Analysis of Macroseismic Data

[10] The intensity data were read from the maps in Figure 2 (a and b, named Source 2 and Source 3, respectively) and they were supplemented with data from two other sources: the archive of the Cartographic Institute of Catalonia [Susa-gna and Goula, 1999, named Source 1] and Fontsere [1940] (named Source 4). All these data are summarized in Table 2.

Figure 2. Two versions of the isoseismal maps for the 2 June, 1930 earthquake [Mezcua, 1982], (a) source SSIS and (b) source Fontsere [1940].

Figure 3. Isoseismal map for the 13 February, 1949 earthquake [Mezcua, 1982]; source Fontsere [1951].

The localities for which the intensity values from 2 or more data sources coincide are highlighted in bold. There are only 9 such cases from a total number of 74 localities. On one hand, this fact demonstrates the lack of detailed and accurate data, which make possible unique intensity assessments and, on the other hand, it proves that different data sources present independent researches. However, in most of the cases the intensity discrepancy does not exceed 1 degree, which could be accepted as a reasonable accuracy of assessment for the majority of reported intensities. Of course in some cases the error could be greater. The last column of the table compiles the intensity degrees considered in this paper. In agreement with European Macroseismic Scale [Granthat, 1998] we follow the convention that sign “-” means uncertainty and not the precision, i.e. I=4-5 means that we are not able to distinguish between 4 or 5 and not that the intensity is 4.5 (which would imply an accuracy of 0.5 degree). The epicenter locations from different sources do not differ significantly because all of them are within a 7 km radii circle. It also has to be mentioned that though none of the sources report observed intensities greater than 5, the Source 1 assesses an epicentral intensity 5-6.

[11] The map of intensity data points considered in this work is presented in Figure 4. Question marks denote doubtful cases, such as when the intensity in a locality differs significantly from the ones for cluster of nearby localities.
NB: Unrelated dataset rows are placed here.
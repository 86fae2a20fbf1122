//! The in-progress template and the payload handed to the creation service

use crate::types::{AdvancedTemplateData, BillingMethod};
use serde::{Deserialize, Serialize};

/// Practice-area value the form uses for "no practice area"
pub const NO_PRACTICE_AREA: &str = "none";

/// The aggregate built across wizard steps
#[derive(Debug, Clone, PartialEq, Default, Serialize, Deserialize)]
#[serde(rename_all = "camelCase")]
pub struct TemplateDraft {
    /// Template name
    pub name: String,
    /// Template description
    pub description: String,
    /// Practice area, possibly the `"none"` sentinel
    pub practice_area_id: Option<String>,
    /// Billing method offered by default when opening a case
    pub default_billing_method: BillingMethod,
    /// Nested configuration
    pub template_data: AdvancedTemplateData,
}

impl TemplateDraft {
    /// Create a fresh draft
    #[inline]
    #[must_use]
    pub fn new() -> Self {
        Self::default()
    }

    /// Practice area with the sentinel and blanks mapped to `None`
    #[must_use]
    pub fn effective_practice_area(&self) -> Option<&str> {
        self.practice_area_id
            .as_deref()
            .map(str::trim)
            .filter(|id| !id.is_empty() && *id != NO_PRACTICE_AREA)
    }

    /// Assemble the creation payload
    #[must_use]
    pub fn to_create_data(&self) -> CreateAdvancedTemplateData {
        CreateAdvancedTemplateData {
            name: self.name.clone(),
            description: self.description.clone(),
            practice_area_id: self.effective_practice_area().map(str::to_string),
            default_billing_method: self.default_billing_method,
            template_data: self.template_data.clone(),
        }
    }
}

/// Payload passed to the template creation service
#[derive(Debug, Clone, PartialEq, Serialize, Deserialize)]
#[serde(rename_all = "camelCase")]
pub struct CreateAdvancedTemplateData {
    /// Template name, as typed
    pub name: String,
    /// Template description
    pub description: String,
    /// Practice area; omitted when none was chosen
    #[serde(skip_serializing_if = "Option::is_none", default)]
    pub practice_area_id: Option<String>,
    /// Default billing method
    pub default_billing_method: BillingMethod,
    /// Nested configuration
    pub template_data: AdvancedTemplateData,
}
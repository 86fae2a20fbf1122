//! Error types for the template model

/// Errors raised while building or parsing template model values
#[derive(Debug, Clone, PartialEq, thiserror::Error)]
pub enum ModelError {
    /// An enum name did not match any known variant
    #[error("unknown {kind} '{value}'")]
    UnknownVariant {
        /// Enum being parsed
        kind: &'static str,
        /// Rejected input
        value: String,
    },

    /// An identifier string was not a valid ULID
    #[error("invalid {kind} id '{value}'")]
    InvalidId {
        /// Identifier kind
        kind: &'static str,
        /// Rejected input
        value: String,
    },

    /// A numeric amount was negative or not finite
    #[error("invalid amount for {field}: {value}")]
    InvalidAmount {
        /// Field being set
        field: &'static str,
        /// Rejected value
        value: f64,
    },
}

#[cfg(test)]
mod tests {
    use super::*;

    #[test]
    fn model_error_display() {
        let err = ModelError::UnknownVariant {
            kind: "priority",
            value: "urgent".to_string(),
        };
        assert_eq!(err.to_string(), "unknown priority 'urgent'");

        let err = ModelError::InvalidAmount {
            field: "hourly rate",
            value: -1.0,
        };
        assert!(err.to_string().contains("hourly rate"));
    }
}
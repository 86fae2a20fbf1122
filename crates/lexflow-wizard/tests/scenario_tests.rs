//! Wizard walkthrough tests
//!
//! End-to-end sessions through the navigator, from a fresh draft to the
//! creator hand-off.

use lexflow_test_utils::{
    fill_basic_info, set_estimated_hours, wizard_at, FailingCreator, RecordingCreator,
};
use lexflow_wizard::prelude::*;
use lexflow_wizard::{Field, SubmitError, WizardDialog};
use pretty_assertions::assert_eq;

#[test]
fn empty_name_blocks_first_step() {
    let mut wizard = WizardNavigator::default();

    let err = wizard.next().unwrap_err();

    assert!(err.is_blocking_validation());
    assert_eq!(wizard.step(), Step::BasicInfo);
    assert!(wizard.errors().contains_key(&Field::Name));
    assert!(wizard.errors().contains_key(&Field::Category));
}

#[test]
fn name_and_category_advance_to_billing() {
    let mut wizard = WizardNavigator::default();
    fill_basic_info(&mut wizard, "Divorcio", "civil");

    assert_eq!(wizard.next().unwrap(), Step::Billing);
    assert!(wizard.errors().is_empty());
}

#[test]
fn zero_hours_block_billing_until_set() {
    let mut wizard = wizard_at(WizardConfig::default(), Step::Billing);
    set_estimated_hours(&mut wizard, 0.0);

    assert!(wizard.next().is_err());
    assert_eq!(wizard.step(), Step::Billing);
    assert!(wizard.errors().contains_key(&Field::Billing));

    set_estimated_hours(&mut wizard, 40.0);
    assert_eq!(wizard.next().unwrap(), Step::Stages);
}

#[test]
fn stages_step_needs_one_stage() {
    let mut wizard = wizard_at(WizardConfig::default(), Step::Stages);

    assert!(wizard.next().is_err());
    assert!(wizard.errors().contains_key(&Field::Stages));

    wizard.add_stage(NewStage::new("Análisis", 5)).unwrap();
    assert_eq!(wizard.next().unwrap(), Step::Tasks);
}

#[tokio::test]
async fn submit_hands_off_exactly_once() {
    let mut wizard = wizard_at(WizardConfig::default(), Step::Documents);
    assert!(wizard.draft().template_data.tasks.is_empty());
    let creator = RecordingCreator::new();

    let receipt = wizard.submit(&creator).await.unwrap();

    assert_eq!(receipt.template_id, "tpl-1");
    assert_eq!(creator.calls(), 1);
    let payload = &creator.received()[0];
    assert_eq!(payload.name, "Divorcio");
    assert_eq!(payload.template_data.stages.len(), 1);
    assert_eq!(payload.practice_area_id, None);
}

#[tokio::test]
async fn failed_creation_clears_flag_and_keeps_draft() {
    let mut wizard = wizard_at(WizardConfig::default(), Step::Documents);
    let creator = FailingCreator(SubmitError::Unavailable("timeout".to_string()));

    let err = wizard.submit(&creator).await.unwrap_err();

    assert!(matches!(err, WizardError::Submit(ref e) if e.is_retryable()));
    assert!(!wizard.is_submitting());
    assert_eq!(wizard.step(), Step::Documents);
    assert_eq!(wizard.draft().name, "Divorcio");
}

#[tokio::test]
async fn submit_off_final_step_never_calls_creator() {
    let mut wizard = wizard_at(WizardConfig::default(), Step::Tasks);
    let creator = RecordingCreator::new();

    let err = wizard.submit(&creator).await.unwrap_err();

    assert!(matches!(err, WizardError::NotOnFinalStep { step: Step::Tasks }));
    assert_eq!(creator.calls(), 0);
}

#[test]
fn previous_skips_validation_and_keeps_data() {
    let mut wizard = wizard_at(WizardConfig::default(), Step::Stages);
    set_estimated_hours(&mut wizard, 0.0);

    assert_eq!(wizard.previous(), Step::Billing);
    assert_eq!(wizard.previous(), Step::BasicInfo);
    assert_eq!(wizard.previous(), Step::BasicInfo);
    assert_eq!(wizard.draft().name, "Divorcio");
}

#[test]
fn errors_are_not_recomputed_on_back_navigation() {
    let mut wizard = wizard_at(WizardConfig::default(), Step::Stages);
    assert!(wizard.next().is_err());
    assert!(wizard.errors().contains_key(&Field::Stages));

    wizard.previous();
    assert!(wizard.errors().contains_key(&Field::Stages));
}

#[tokio::test]
async fn dialog_close_after_submit_starts_over() {
    let mut dialog = WizardDialog::new(WizardConfig::default());
    dialog.on_open_change(true);
    *dialog.navigator_mut() = wizard_at(WizardConfig::default(), Step::Documents);
    let creator = RecordingCreator::new();

    dialog.navigator_mut().submit(&creator).await.unwrap();
    assert!(dialog.on_open_change(false));

    assert_eq!(dialog.navigator().step(), Step::BasicInfo);
    assert!(dialog.navigator().draft().template_data.stages.is_empty());
}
For example, intensity 4 is assigned to locality Sant Feliu de

Llobregat by Source 1, but there are other four close localities with intensity 2. Other type of doubtful case is when the reported locality is in obvious contradiction with any reasonable attenuation, like in Solsona for which the only source is Source 1. This source assigns intensity 4 to this locality, which is at about 100 km from the epicenter of an earthquake with epicentral intensity 5. The same source assigns an intensity degree 4 to Riumors (42.229°N; 3.044°E), which even falls out of the presented map boundaries, with an epicentral distance of about 180 km. Nevertheless, such strong incoherencies are rare (6 points from a set of 74 localities). This also confirms our assumption that the accuracy for most of the intensity assessments is not worse than 1 degree. It is important to emphasize that the fact of adding the information from two new sources does not change the main features observed when comparing the isoseismal maps of Figures 2 and 3: the felt area and the Ii =4 area for the 1930 earthquake are larger than those for the 1949 seismic event. Moreover, this difference becomes sharper.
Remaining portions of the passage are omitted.